Dutcher becomes the Mountain West’s third highest-paid basketball coach, behind Nevada’s Eric Musselman and Colorado State’s Larry Eustachy, who both make about $1 million per year. Next on the list after Dutcher are UNLV’s Marvin Menzies ($700,000) and Boise State’s Leon Rice ($675,000). Craig Neal made $950,000 at New Mexico before being fired last spring, but the contract for successor Paul Weir pays him $625,000 in 2017-18.
SDSU will spend about $250,000 per year less on its men’s head basketball coach, but Wicker said some of that has been “reinvested in assistant coaches” and will go towards Fisher’s part-time salary as a university community relations ambassador (which has yet to be finalized). “There is,” Wicker noted, “some savings overall.”
Dutcher was unavailable for comment.
Other notable items in the 10-page contract:
- It includes far more potential bonuses ($230,000) than Fisher’s contracts ($60,000), but the biggest ticket items would require a deep run in the NCAA Tournament. Dutcher gets $20,000 for making the tournament, $10,000 for each win, $50,000 for reaching the Final Four and $75,000 for reaching the final.

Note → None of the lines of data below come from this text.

//! Pure aggregation and filtering logic.
//!
//! This module contains:
//! - Domain normalization, aggregation, and recency complement
//! - Noise-title and authentication-domain filters
//! - Importance tiering over formatted digest sections
//! - Epoch conversions for browser and system store timestamps
//!
//! Everything here is a pure function over already-collected data; no I/O.

pub mod domains;
pub mod filter;
pub mod tier;
pub mod time;

// Re-export commonly used functions
pub use domains::{aggregate_domains, complement_recent, domain_from_url, normalize_domain};
pub use filter::{
    dedupe_details, is_auth_domain, is_noise_title, suppress_low_signal, MAX_DETAILS_PER_DOMAIN,
};
pub use tier::{tier_sections, DEFAULT_DIGEST_LINE_BUDGET};
pub use time::{from_chrome_micros, to_chrome_micros, CHROME_EPOCH_OFFSET_MS};
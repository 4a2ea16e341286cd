//! Importance tiering for the formatted digest.
//!
//! After all category sections are concatenated, one tiering pass reorders
//! `## ` sections so denser signal comes first, then truncates the whole
//! document to a fixed line budget. Ties keep the original section order,
//! so the output is deterministic regardless of collector finish order.

/// Default line budget for the final digest.
pub const DEFAULT_DIGEST_LINE_BUDGET: usize = 600;

/// One `## ` section of the digest.
struct Section {
    text: String,
    density: usize,
}

/// Reorder sections by signal density and truncate to `max_lines`.
///
/// Density is the number of non-empty, non-header lines in the section.
/// The preamble (anything before the first `## `) always stays first.
pub fn tier_sections(digest: &str, max_lines: usize) -> String {
    let mut preamble: Vec<&str> = Vec::new();
    let mut sections: Vec<Section> = Vec::new();

    for line in digest.lines() {
        if line.starts_with("## ") {
            sections.push(Section {
                text: String::new(),
                density: 0,
            });
        }
        match sections.last_mut() {
            Some(section) => {
                if !section.text.is_empty() {
                    section.text.push('\n');
                }
                section.text.push_str(line);
                let trimmed = line.trim();
                if !trimmed.is_empty() && !trimmed.starts_with('#') {
                    section.density += 1;
                }
            }
            None => preamble.push(line),
        }
    }

    // Stable sort keeps the fixed category order for equal densities.
    sections.sort_by(|a, b| b.density.cmp(&a.density));

    let mut out: Vec<String> = Vec::new();
    let mut line_count = 0;

    for line in &preamble {
        out.push((*line).to_string());
        line_count += 1;
    }

    'sections: for section in &sections {
        if line_count > 0 && out.last().map(|l| !l.is_empty()).unwrap_or(false) {
            out.push(String::new());
            line_count += 1;
        }
        for line in section.text.lines() {
            if line_count >= max_lines {
                break 'sections;
            }
            out.push(line.to_string());
            line_count += 1;
        }
    }

    out.join("\n")
}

- Other bonuses: $20,000 for winning the Mountain West regular-season or tournament; $10,000 for winning 20 games; $10,000 for Mountain West coach of the year; $10,000 for national coach of the year; $5,000 for an NIT appearance; $10,000 for the NIT semifinals; $20,000 for the NIT final.
- There are also two lucrative academic bonuses: $10,000 for a cumulative team grade-point average above 2.80 and $25,000 above 2.90; and $10,000 for a four-year Academic Progress Rate average above 950 and $25,000 above 969. SDSU’s four-year APR for men’s basketball this year was 980. However, if the team’s APR dips below 930, the entire bonus package is negated.
- The use of two courtesy vehicles or a monthly car allowance of $341.67.
- The university will pay up to $25,000 per year for facility rental at basketball camps, which allows Dutcher, the contract says, to “realize additional income.” (For a time, SDSU paid all rental charges for Fisher’s camps.)
- The wording for Mountain West bonuses includes this interesting parenthetical: “or successor of substitute conference.”
- There are 12 items that the “employee is responsible for complying with.” No. 8 says: “Ensure that public statements remain complimentary regarding the athletics program and the university.”
Wooden Legacy venue change
The final day of the Wooden Legacy tournament over Thanksgiving will be played at Cal State Fullerton’s Titan Gym instead of Anaheim’s Honda Center. In recent years, the first two rounds were at 4,000-seat Titan Gym on Thanksgiving and Friday, and Sunday’s final and other third-round games at the 18,336-seat Honda Center.
That could put a premium on tickets if the Aztecs, which have a strong Orange County following based on previous games in the area, make the final of the eight-team tournament that also includes Saint Mary’s, Georgia, Harvard, Washington State, DePaul, Saint Joseph’s and host Cal State Fullerton.